# Your instructions:
Please repeat the data shown below, word for word.

Start of Data listing

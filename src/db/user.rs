//! User model for usermail.

use sqlx::FromRow;

/// User entity as stored in the database.
#[derive(Debug, Clone, FromRow)]
pub struct User {
    /// Unique user ID.
    pub id: i64,
    /// Login username (unique among live accounts).
    pub username: String,
    /// Given name.
    pub first_name: String,
    /// Family name.
    pub last_name: String,
    /// Email address (unique among live accounts).
    pub email: String,
    /// Password hash (Argon2).
    pub password: String,
    /// Whether the account is active.
    pub is_active: bool,
    /// Whether the account has been soft-deleted.
    pub is_deleted: bool,
    /// Account creation timestamp.
    pub created_at: String,
    /// Last update timestamp.
    pub updated_at: Option<String>,
    /// Deletion timestamp.
    pub deleted_at: Option<String>,
}

impl User {
    /// Full display name.
    pub fn full_name(&self) -> String {
        format!("{} {}", self.first_name, self.last_name)
    }

    /// Whether the account can be updated or deleted.
    pub fn is_live(&self) -> bool {
        self.is_active && !self.is_deleted
    }
}

/// Data for creating a new user.
#[derive(Debug, Clone)]
pub struct NewUser {
    /// Login username.
    pub username: String,
    /// Given name.
    pub first_name: String,
    /// Family name.
    pub last_name: String,
    /// Email address.
    pub email: String,
    /// Password hash (should be pre-hashed with Argon2).
    pub password: String,
}

impl NewUser {
    /// Create a new user record.
    pub fn new(
        username: impl Into<String>,
        first_name: impl Into<String>,
        last_name: impl Into<String>,
        email: impl Into<String>,
        password: impl Into<String>,
    ) -> Self {
        Self {
            username: username.into(),
            first_name: first_name.into(),
            last_name: last_name.into(),
            email: email.into(),
            password: password.into(),
        }
    }
}

/// Data for updating an existing user.
#[derive(Debug, Clone, Default)]
pub struct UserUpdate {
    /// New username.
    pub username: Option<String>,
    /// New given name.
    pub first_name: Option<String>,
    /// New family name.
    pub last_name: Option<String>,
    /// New email address.
    pub email: Option<String>,
    /// New password (plain text in service requests, hashed before storage).
    pub password: Option<String>,
}

impl UserUpdate {
    /// Create an empty update.
    pub fn new() -> Self {
        Self::default()
    }

    /// Set new username.
    pub fn username(mut self, username: impl Into<String>) -> Self {
        self.username = Some(username.into());
        self
    }

    /// Set new first name.
    pub fn first_name(mut self, first_name: impl Into<String>) -> Self {
        self.first_name = Some(first_name.into());
        self
    }

    /// Set new last name.
    pub fn last_name(mut self, last_name: impl Into<String>) -> Self {
        self.last_name = Some(last_name.into());
        self
    }

    /// Set new email.
    pub fn email(mut self, email: impl Into<String>) -> Self {
        self.email = Some(email.into());
        self
    }

    /// Set new password.
    pub fn password(mut self, password: impl Into<String>) -> Self {
        self.password = Some(password.into());
        self
    }

    /// Check if any fields are set.
    pub fn is_empty(&self) -> bool {
        self.username.is_none()
            && self.first_name.is_none()
            && self.last_name.is_none()
            && self.email.is_none()
            && self.password.is_none()
    }
}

End of Data listing

# Exercise solution:
filename src/db/user.rs
//! User model for usermail.

use sqlx::FromRow;

/// User entity as stored in the database.
#[derive(Debug, Clone, FromRow)]
pub struct User {
    /// Unique user ID.
    pub id: i64,
    /// Login username (unique among live accounts).
    pub username: String,
    /// Given name.
    pub first_name: String,
    /// Family name.
    pub last_name: String,
    /// Email address (unique among live accounts).
    pub email: String,
    /// Password hash (Argon2).
    pub password: String,
    /// Whether the account is active.
    pub is_active: bool,
    /// Whether the account has been soft-deleted.
    pub is_deleted: bool,
    /// Account creation timestamp.
    pub created_at: String,
    /// Last update timestamp.
    pub updated_at: Option<String>,
    /// Deletion timestamp.
    pub deleted_at: Option<String>,
}

impl User {
    /// Full display name.
    pub fn full_name(&self) -> String {
        format!("{} {}", self.first_name, self.last_name)
    }

    /// Whether the account can be updated or deleted.
    pub fn is_live(&self) -> bool {
        self.is_active && !self.is_deleted
    }
}

/// Data for creating a new user.
#[derive(Debug, Clone)]
pub struct NewUser {
    /// Login username.
    pub username: String,
    /// Given name.
    pub first_name: String,
    /// Family name.
    pub last_name: String,
    /// Email address.
    pub email: String,
    /// Password hash (should be pre-hashed with Argon2).
    pub password: String,
}

impl NewUser {
    /// Create a new user record.
    pub fn new(
        username: impl Into<String>,
        first_name: impl Into<String>,
        last_name: impl Into<String>,
        email: impl Into<String>,
        password: impl Into<String>,
    ) -> Self {
        Self {
            username: username.into(),
            first_name: first_name.into(),
            last_name: last_name.into(),
            email: email.into(),
            password: password.into(),
        }
    }
}

/// Data for updating an existing user.
#[derive(Debug, Clone, Default)]
pub struct UserUpdate {
    /// New username.
    pub username: Option<String>,
    /// New given name.
    pub first_name: Option<String>,
    /// New family name.
    pub last_name: Option<String>,
    /// New email address.
    pub email: Option<String>,
    /// New password (plain text in service requests, hashed before storage).
    pub password: Option<String>,
}

impl UserUpdate {
    /// Create an empty update.
    pub fn new() -> Self {
        Self::default()
    }

    /// Set new username.
    pub fn username(mut self, username: impl Into<String>) -> Self {
        self.username = Some(username.into());
        self
    }

    /// Set new first name.
    pub fn first_name(mut self, first_name: impl Into<String>) -> Self {
        self.first_name = Some(first_name.into());
        self
    }

    /// Set new last name.
    pub fn last_name(mut self, last_name: impl Into<String>) -> Self {
        self.last_name = Some(last_name.into());
        self
    }

    /// Set new email.
    pub fn email(mut self, email: impl Into<String>) -> Self {
        self.email = Some(email.into());
        self
    }

    /// Set new password.
    pub fn password(mut self, password: impl Into<String>) -> Self {
        self.password = Some(password.into());
        self
    }

    /// Check if any fields are set.
    pub fn is_empty(&self) -> bool {
        self.username.is_none()
            && self.first_name.is_none()
            && self.last_name.is_none()
            && self.email.is_none()
            && self.password.is_none()
    }
}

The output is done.